In a legal first, a US court has recognized animals as legal persons, able to protect their own interests. The hippos are the descendants of four African hippos once owned by Colombian drug lord Pablo Escobar.
Last July, a lawsuit was filed by attorney Luis Domingo Gomez Maldonado on behalf of hippos in Colombia, which already recognizes legal personhood for animals. Maldonado wants to stop the government from euthanizing the animals.
As part of his private zoo, Escobar brought three female African hippopotamuses and one male to Colombia in the 1980s.

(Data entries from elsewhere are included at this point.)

//! CSV bar files: one `<SYMBOL>.csv` per instrument in a directory.
//!
//! Header: `timestamp,open,high,low,close[,volume]`. Timestamps may be
//! `YYYY-MM-DD HH:MM:SS`, ISO-8601 with a `T`, `YYYY-MM-DD HH:MM`, or a bare
//! date (midnight). Rows with NaN, non-positive or out-of-order OHLC values
//! are rejected.

use chrono::{NaiveDate, NaiveDateTime, NaiveTime};
use serde::Deserialize;
use std::path::{Path, PathBuf};

use super::provider::{DataError, DataProvider, Resolution};
use crate::domain::Bar;

const TIMESTAMP_FORMAT: &str = "%Y-%m-%d %H:%M:%S";

#[derive(Debug, Deserialize)]
struct CsvRow {
    timestamp: String,
    open: f64,
    high: f64,
    low: f64,
    close: f64,
    #[serde(default)]
    volume: Option<f64>,
}

fn parse_timestamp(raw: &str) -> Option<NaiveDateTime> {
    let raw = raw.trim();
    for fmt in [TIMESTAMP_FORMAT, "%Y-%m-%dT%H:%M:%S", "%Y-%m-%d %H:%M"] {
        if let Ok(ts) = NaiveDateTime::parse_from_str(raw, fmt) {
            return Some(ts);
        }
    }
    NaiveDate::parse_from_str(raw, "%Y-%m-%d")
        .ok()
        .map(|d| d.and_time(NaiveTime::MIN))
}

/// Reads every bar in a CSV file, unsorted and unfiltered.
pub fn read_bars_csv(path: &Path) -> Result<Vec<Bar>, DataError> {
    let display = path.display().to_string();
    let mut reader = csv::Reader::from_path(path).map_err(|source| DataError::Csv {
        path: display.clone(),
        source,
    })?;

    let mut bars = Vec::new();
    for (line, row) in reader.deserialize::<CsvRow>().enumerate() {
        let row = row.map_err(|source| DataError::Csv {
            path: display.clone(),
            source,
        })?;
        let timestamp = parse_timestamp(&row.timestamp).ok_or_else(|| {
            DataError::Validation(format!(
                "{display}: row {}: unparseable timestamp '{}'",
                line + 1,
                row.timestamp
            ))
        })?;
        let mut bar = Bar::new(timestamp, row.open, row.high, row.low, row.close);
        bar.volume = row.volume.unwrap_or(0.0);
        if !bar.is_sane() {
            return Err(DataError::Validation(format!(
                "{display}: row {}: OHLC out of order or non-positive at {} ({} / {} / {} / {})",
                line + 1,
                row.timestamp,
                bar.open,
                bar.high,
                bar.low,
                bar.close
            )));
        }
        bars.push(bar);
    }
    Ok(bars)
}

/// Writes bars in the format [`read_bars_csv`] accepts.
pub fn write_bars_csv(path: &Path, bars: &[Bar]) -> Result<(), DataError> {
    let display = path.display().to_string();
    let csv_err = |source| DataError::Csv {
        path: display.clone(),
        source,
    };
    let mut writer = csv::Writer::from_path(path).map_err(csv_err)?;
    writer
        .write_record(["timestamp", "open", "high", "low", "close", "volume"])
        .map_err(csv_err)?;
    for bar in bars {
        writer
            .write_record([
                bar.timestamp.format(TIMESTAMP_FORMAT).to_string(),
                bar.open.to_string(),
                bar.high.to_string(),
                bar.low.to_string(),
                bar.close.to_string(),
                bar.volume.to_string(),
            ])
            .map_err(csv_err)?;
    }
    writer.flush().map_err(|source| DataError::Io {
        path: display.clone(),
        source,
    })?;
    Ok(())
}

/// Provider backed by a directory of per-symbol CSV files.
///
/// Files are assumed to already be at the requested resolution.
#[derive(Debug, Clone)]
pub struct CsvProvider {
    root: PathBuf,
}

impl CsvProvider {
    pub fn new(root: impl Into<PathBuf>) -> Self {
        Self { root: root.into() }
    }

    pub fn path_for(&self, symbol: &str) -> PathBuf {
        self.root.join(format!("{symbol}.csv"))
    }
}

impl DataProvider for CsvProvider {
    fn name(&self) -> &str {
        "csv"
    }

    fn history(
        &self,
        symbol: &str,
        start: NaiveDate,
        end: NaiveDate,
        _resolution: Resolution,
    ) -> Result<Vec<Bar>, DataError> {
        let path = self.path_for(symbol);
        if !path.exists() {
            return Err(DataError::SymbolNotFound {
                symbol: symbol.to_string(),
            });
        }
        let lo = start.and_time(NaiveTime::MIN);
        let hi = end.and_time(NaiveTime::MIN);
        let mut bars: Vec<Bar> = read_bars_csv(&path)?
            .into_iter()
            .filter(|b| b.timestamp >= lo && b.timestamp < hi)
            .collect();
        bars.sort_by_key(|b| b.timestamp);
        Ok(bars)
    }
}
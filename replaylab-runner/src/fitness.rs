//! Fitness function: configurable metric selector for ranking parameter
//! combinations.

use serde::{Deserialize, Serialize};
use std::fmt;
use std::str::FromStr;

use crate::metrics::PerformanceStats;

/// Which statistic a search optimizes and sorts by.
#[derive(Debug, Clone, Copy, Default, PartialEq, Eq, Hash, Serialize, Deserialize)]
#[serde(rename_all = "snake_case")]
pub enum FitnessMetric {
    #[default]
    SharpeRatio,
    TotalReturn,
    MaxDrawdown,
    CalmarRatio,
    WinRate,
    ProfitFactor,
    AvgReturn,
    NumTrades,
}

impl FitnessMetric {
    pub const ALL: [FitnessMetric; 8] = [
        Self::SharpeRatio,
        Self::TotalReturn,
        Self::MaxDrawdown,
        Self::CalmarRatio,
        Self::WinRate,
        Self::ProfitFactor,
        Self::AvgReturn,
        Self::NumTrades,
    ];

    pub fn name(&self) -> &'static str {
        match self {
            Self::SharpeRatio => "sharpe_ratio",
            Self::TotalReturn => "total_return",
            Self::MaxDrawdown => "max_drawdown",
            Self::CalmarRatio => "calmar_ratio",
            Self::WinRate => "win_rate",
            Self::ProfitFactor => "profit_factor",
            Self::AvgReturn => "avg_return",
            Self::NumTrades => "num_trades",
        }
    }

    /// Extract the metric value from a stats record.
    pub fn extract(&self, stats: &PerformanceStats) -> f64 {
        match self {
            Self::SharpeRatio => stats.sharpe_ratio,
            Self::TotalReturn => stats.total_return,
            Self::MaxDrawdown => stats.max_drawdown,
            Self::CalmarRatio => stats.calmar_ratio,
            Self::WinRate => stats.win_rate,
            Self::ProfitFactor => stats.profit_factor,
            Self::AvgReturn => stats.avg_return,
            Self::NumTrades => stats.num_trades as f64,
        }
    }

    /// Returns true if `a` is strictly better than `b`.
    ///
    /// Higher is better for every metric. Drawdowns are non-positive, so
    /// -0.05 beats -0.20.
    pub fn is_better(&self, a: f64, b: f64) -> bool {
        a > b
    }
}

impl fmt::Display for FitnessMetric {
    fn fmt(&self, f: &mut fmt::Formatter<'_>) -> fmt::Result {
        f.write_str(self.name())
    }
}

#[derive(Debug, Clone, PartialEq, Eq, thiserror::Error)]
#[error("unknown metric '{0}'")]
pub struct UnknownMetric(pub String);

impl FromStr for FitnessMetric {
    type Err = UnknownMetric;

    fn from_str(s: &str) -> Result<Self, Self::Err> {
        let needle = s.trim().to_ascii_lowercase();
        Self::ALL
            .into_iter()
            .find(|m| m.name() == needle)
            .ok_or_else(|| UnknownMetric(s.to_string()))
    }
}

After he died in 1993, the Colombian government left the hippos on his property in Medellín.
Those initial four hippos created a population of around 120 to 150 hippos. Even though the hippos are living their best life in the area with no natural predators and suitable climate, some scientists believe they will become a problem for the local ecosystem. So the Colombian government has plans to kill or sterilize them.

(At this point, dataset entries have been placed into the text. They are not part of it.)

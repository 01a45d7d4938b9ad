//! Experiment runner: wires config, data provider, engine, statistics and
//! search together.
//!
//! - `run_experiment()`: one backtest with the `[strategy]` params.
//! - `optimize_experiment()`: grid search or coordinate descent per `[optimize]`.

use serde::Serialize;
use thiserror::Error;
use tracing::info;

use replaylab_core::engine::{Backtester, EngineError, RunResult};

use crate::config::{ConfigError, ExperimentConfig};
use crate::metrics::PerformanceStats;
use crate::params::ParamSet;
use crate::sweep::{ParamSearch, SearchError, SearchReport};

#[derive(Debug, Error)]
pub enum RunError {
    #[error("config error: {0}")]
    Config(#[from] ConfigError),
    #[error("engine error: {0}")]
    Engine(#[from] EngineError),
    #[error("search error: {0}")]
    Search(#[from] SearchError),
}

/// One finished backtest plus its statistics (`None` without trades).
#[derive(Debug, Clone, Serialize)]
pub struct RunReport {
    pub params: ParamSet,
    pub result: RunResult,
    pub stats: Option<PerformanceStats>,
}

impl RunReport {
    pub fn new(params: ParamSet, result: RunResult) -> Self {
        let stats = PerformanceStats::from_run(&result);
        Self {
            params,
            result,
            stats,
        }
    }
}

/// Load the universe through the configured provider.
pub fn build_backtester(config: &ExperimentConfig) -> Result<Backtester, RunError> {
    let provider = config.provider()?;
    let engine = config.engine_config();
    info!(
        provider = provider.name(),
        symbols = ?engine.symbols,
        start = %engine.start_date,
        end = %engine.end_date,
        "loading market data"
    );
    Ok(Backtester::from_provider(engine, provider.as_ref())?)
}

pub fn run_experiment(config: &ExperimentConfig) -> Result<RunReport, RunError> {
    let backtester = build_backtester(config)?;
    run_with(&backtester, config)
}

/// Run the configured strategy on an already-loaded backtester.
pub fn run_with(backtester: &Backtester, config: &ExperimentConfig) -> Result<RunReport, RunError> {
    let strategy = config.strategy()?;
    let params = config.strategy.params.clone();
    let result = backtester.run(strategy.as_ref(), &params)?;
    Ok(RunReport::new(params, result))
}

pub fn optimize_experiment(config: &ExperimentConfig) -> Result<SearchReport, RunError> {
    let backtester = build_backtester(config)?;
    optimize_with(&backtester, config)
}

pub fn optimize_with(
    backtester: &Backtester,
    config: &ExperimentConfig,
) -> Result<SearchReport, RunError> {
    let opt = config.optimize()?;
    let strategy = config.strategy()?;
    let search = ParamSearch::new(backtester, strategy.as_ref())
        .with_metric(opt.metric)
        .with_parallelism(opt.parallel);
    Ok(search.run(opt.method, &opt.grid, opt.max_passes)?)
}

#[cfg(test)]
mod tests {
    use super::*;
    use crate::sweep::SearchMethod;

    const EXPERIMENT: &str = r#"
        [backtest]
        symbols = ["SPY"]
        start_date = "2024-01-02"
        end_date = "2024-01-06"
        initial_cash = 10000.0
        resolution = "hour"

        [data]
        seed = 11

        [strategy]
        name = "ma_cross"
        params = { fast = 2, slow = 4, allow_short = true }

        [optimize]
        method = "grid"
        metric = "total_return"

        [optimize.grid]
        fast = [2, 3]
        slow = [5, 8]
    "#;

    #[test]
    fn run_experiment_on_synthetic_data() {
        let config = ExperimentConfig::from_toml(EXPERIMENT).unwrap();
        let report = run_experiment(&config).unwrap();
        // Four weekdays of 7 hourly bars (09:30 to 15:30).
        assert_eq!(report.result.bars_processed, 28);
        assert_eq!(report.result.equity_curve.len(), 28);
        assert_eq!(report.stats.is_some(), !report.result.trades.is_empty());
    }

    #[test]
    fn optimize_experiment_runs_the_full_grid() {
        let config = ExperimentConfig::from_toml(EXPERIMENT).unwrap();
        let report = optimize_experiment(&config).unwrap();
        assert_eq!(report.method, SearchMethod::Grid);
        assert_eq!(report.simulations, 4);
        assert_eq!(report.len(), 4);
    }

    #[test]
    fn unknown_symbol_in_csv_dir_is_an_engine_error() {
        let dir = tempfile::tempdir().unwrap();
        let toml = EXPERIMENT.replace(
            "seed = 11",
            &format!("source = \"csv\"\ndir = {:?}", dir.path().display().to_string()),
        );
        let config = ExperimentConfig::from_toml(&toml).unwrap();
        let err = run_experiment(&config).unwrap_err();
        assert!(matches!(
            err,
            RunError::Engine(EngineError::UnknownInstrument { ref symbol }) if symbol == "SPY"
        ));
    }
}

Last week, 24 hippos had been shot with darts containing the contraceptive GonaCon. Maldonado says that it is not clear if the Colombian government will use the medicine safely, and if authorities still intend to kill some of the animals.

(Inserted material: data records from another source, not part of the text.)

//! Strategy parameter values and combinations.
//!
//! Values are normalized once at construction: `HH:MM` strings become
//! time-of-day values, `-0.0` folds to `0.0`, and non-finite floats are
//! rejected. A [`ParamSet`] is one full combination; its canonical key is
//! what the search cache is keyed by.

use chrono::{NaiveTime, Timelike};
use serde::{Deserialize, Deserializer, Serialize, Serializer};
use std::cmp::Ordering;
use std::collections::BTreeMap;
use std::fmt;
use thiserror::Error;

#[derive(Debug, Error, PartialEq)]
pub enum ParamError {
    #[error("non-finite parameter value: {0}")]
    NonFinite(f64),

    #[error("parameter '{name}' has no candidate values")]
    EmptyCandidates { name: String },

    #[error("parameter '{name}' is declared more than once")]
    DuplicateName { name: String },

    #[error("parameter '{name}': {reason}")]
    InvalidValue { name: String, reason: String },

    #[error("parameter grid is empty")]
    EmptyGrid,
}

/// One normalized parameter value.
#[derive(Debug, Clone, PartialEq)]
pub enum ParamValue {
    Int(i64),
    Float(f64),
    Bool(bool),
    /// Time of day, parsed from `HH:MM` or `HH:MM:SS`.
    Time(NaiveTime),
    Text(String),
}

fn parse_time_of_day(s: &str) -> Option<NaiveTime> {
    let s = s.trim();
    if !s.contains(':') {
        return None;
    }
    NaiveTime::parse_from_str(s, "%H:%M")
        .or_else(|_| NaiveTime::parse_from_str(s, "%H:%M:%S"))
        .ok()
}

impl ParamValue {
    /// Finite float, with `-0.0` folded to `0.0`.
    pub fn float(value: f64) -> Result<Self, ParamError> {
        if !value.is_finite() {
            return Err(ParamError::NonFinite(value));
        }
        Ok(Self::Float(if value == 0.0 { 0.0 } else { value }))
    }

    /// Text value; `HH:MM` strings are promoted to [`ParamValue::Time`].
    pub fn text(value: impl Into<String>) -> Self {
        let value = value.into();
        match parse_time_of_day(&value) {
            Some(t) => Self::Time(t),
            None => Self::Text(value),
        }
    }

    pub fn as_i64(&self) -> Option<i64> {
        match self {
            Self::Int(v) => Some(*v),
            Self::Float(v) if v.fract() == 0.0 => Some(*v as i64),
            _ => None,
        }
    }

    pub fn as_f64(&self) -> Option<f64> {
        match self {
            Self::Int(v) => Some(*v as f64),
            Self::Float(v) => Some(*v),
            _ => None,
        }
    }

    pub fn as_bool(&self) -> Option<bool> {
        match self {
            Self::Bool(v) => Some(*v),
            _ => None,
        }
    }

    pub fn as_time(&self) -> Option<NaiveTime> {
        match self {
            Self::Time(v) => Some(*v),
            _ => None,
        }
    }

    pub fn as_str(&self) -> Option<&str> {
        match self {
            Self::Text(v) => Some(v),
            _ => None,
        }
    }

    fn rank(&self) -> u8 {
        match self {
            Self::Bool(_) => 0,
            Self::Int(_) | Self::Float(_) => 1,
            Self::Time(_) => 2,
            Self::Text(_) => 3,
        }
    }

    /// Total order used for median selection.
    ///
    /// Numbers compare by value (ints and floats together), times by seconds
    /// since midnight, text lexicographically, `false < true`. Values of
    /// different kinds order bool < number < time < text.
    pub fn sort_cmp(&self, other: &Self) -> Ordering {
        match (self, other) {
            (Self::Bool(a), Self::Bool(b)) => a.cmp(b),
            (Self::Time(a), Self::Time(b)) => a
                .num_seconds_from_midnight()
                .cmp(&b.num_seconds_from_midnight()),
            (Self::Text(a), Self::Text(b)) => a.cmp(b),
            (Self::Int(a), Self::Int(b)) => a.cmp(b),
            _ => match (self.as_f64(), other.as_f64()) {
                (Some(a), Some(b)) => a.total_cmp(&b),
                _ => self.rank().cmp(&other.rank()),
            },
        }
    }

    /// Unambiguous rendering used inside combination keys.
    ///
    /// Floats always carry a decimal point and text is quoted, so `1`,
    /// `1.0` and `"1"` never collide.
    pub fn canonical(&self) -> String {
        match self {
            Self::Int(v) => v.to_string(),
            Self::Float(v) => format!("{v:?}"),
            Self::Bool(v) => v.to_string(),
            Self::Time(t) => format_time(*t),
            Self::Text(s) => format!("{s:?}"),
        }
    }
}

fn format_time(t: NaiveTime) -> String {
    if t.second() == 0 {
        t.format("%H:%M").to_string()
    } else {
        t.format("%H:%M:%S").to_string()
    }
}

impl fmt::Display for ParamValue {
    fn fmt(&self, f: &mut fmt::Formatter<'_>) -> fmt::Result {
        match self {
            Self::Int(v) => write!(f, "{v}"),
            Self::Float(v) => write!(f, "{v}"),
            Self::Bool(v) => write!(f, "{v}"),
            Self::Time(t) => f.write_str(&format_time(*t)),
            Self::Text(s) => f.write_str(s),
        }
    }
}

impl From<i64> for ParamValue {
    fn from(v: i64) -> Self {
        Self::Int(v)
    }
}

impl From<i32> for ParamValue {
    fn from(v: i32) -> Self {
        Self::Int(v.into())
    }
}

impl From<bool> for ParamValue {
    fn from(v: bool) -> Self {
        Self::Bool(v)
    }
}

impl From<NaiveTime> for ParamValue {
    fn from(v: NaiveTime) -> Self {
        Self::Time(v)
    }
}

impl From<&str> for ParamValue {
    fn from(v: &str) -> Self {
        Self::text(v)
    }
}

impl TryFrom<f64> for ParamValue {
    type Error = ParamError;

    fn try_from(v: f64) -> Result<Self, Self::Error> {
        Self::float(v)
    }
}

impl Serialize for ParamValue {
    fn serialize<S: Serializer>(&self, serializer: S) -> Result<S::Ok, S::Error> {
        match self {
            Self::Int(v) => serializer.serialize_i64(*v),
            Self::Float(v) => serializer.serialize_f64(*v),
            Self::Bool(v) => serializer.serialize_bool(*v),
            Self::Time(t) => serializer.serialize_str(&format_time(*t)),
            Self::Text(s) => serializer.serialize_str(s),
        }
    }
}

#[derive(Deserialize)]
#[serde(untagged)]
enum RawParam {
    Bool(bool),
    Int(i64),
    Float(f64),
    Text(String),
}

impl<'de> Deserialize<'de> for ParamValue {
    fn deserialize<D: Deserializer<'de>>(deserializer: D) -> Result<Self, D::Error> {
        match RawParam::deserialize(deserializer)? {
            RawParam::Bool(v) => Ok(Self::Bool(v)),
            RawParam::Int(v) => Ok(Self::Int(v)),
            RawParam::Float(v) => Self::float(v).map_err(serde::de::Error::custom),
            RawParam::Text(s) => Ok(Self::text(s)),
        }
    }
}

/// One full parameter combination, keyed by name.
pub type ParamSet = BTreeMap<String, ParamValue>;

/// Typed lookups and canonical keys for [`ParamSet`].
pub trait ParamSetExt {
    fn int(&self, name: &str) -> Option<i64>;
    fn float(&self, name: &str) -> Option<f64>;
    fn flag(&self, name: &str) -> Option<bool>;
    fn time(&self, name: &str) -> Option<NaiveTime>;
    fn text(&self, name: &str) -> Option<&str>;

    /// `name=value` pairs in name order, joined with `;`.
    fn canonical_key(&self) -> String;
}

impl ParamSetExt for ParamSet {
    fn int(&self, name: &str) -> Option<i64> {
        self.get(name).and_then(ParamValue::as_i64)
    }

    fn float(&self, name: &str) -> Option<f64> {
        self.get(name).and_then(ParamValue::as_f64)
    }

    fn flag(&self, name: &str) -> Option<bool> {
        self.get(name).and_then(ParamValue::as_bool)
    }

    fn time(&self, name: &str) -> Option<NaiveTime> {
        self.get(name).and_then(ParamValue::as_time)
    }

    fn text(&self, name: &str) -> Option<&str> {
        self.get(name).and_then(ParamValue::as_str)
    }

    fn canonical_key(&self) -> String {
        self.iter()
            .map(|(name, value)| format!("{name}={}", value.canonical()))
            .collect::<Vec<_>>()
            .join(";")
    }
}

Maldonado wants the government to give the hippos a different contraceptive called PZP (porcine zona pellucida), which has already been successfully used in hippos in zoos. PZP is recommended by Animal Balance, an international organization that focuses on the sterilization of animals.
Animal Legal Defense Fund (ALDF) filed an application at the US District Court for the Southern District of Ohio seeking to allow two American experts, who live in Ohio, to provide testimony about PZP to support the hippos’ case.
Even though the lawsuit was filed in Colombia, US law allows those involved in foreign legal actions to be recognized by American courts.
On that basis, the ALDF argued that since hippos are plaintiffs in an ongoing Colombian lawsuit, they qualify as ‘interested persons’ that should be legally recognized by US courts.
Judge Karen Litkovitz granted the request of the plaintiffs, the “Community of Hippopotamuses Living in the Magdalena River.”
“In granting the application…the court recognized the hippos as legal persons,” ALDF said in a statement. Thanks to the court order, the testimony of Animal Balance’s wildlife experts, Elizabeth Berkeley and Richard Berlinski can be used to support Maldonado’s case.
“The court’s order authorizing the [Colombian] hippos to exercise their legal right to obtain information in the United States is a critical milestone in the broader animal status fight to recognize that animals have enforceable rights,” said ALDF director Stephen Wells.
Wells said that animals have the right to be free from cruelty and exploitation. He added that “the failure of US courts to recognize” that right had made it difficult to enforce existing animal protection laws.
In another case, ALDF is representing a horse named Justice who is suing his abuser of cruelty and neglect. And The Nonhuman Rights Project represents Happy the elephant, who stays at the Bronx Zoo, in a habeas corpus (unlawful detention) case.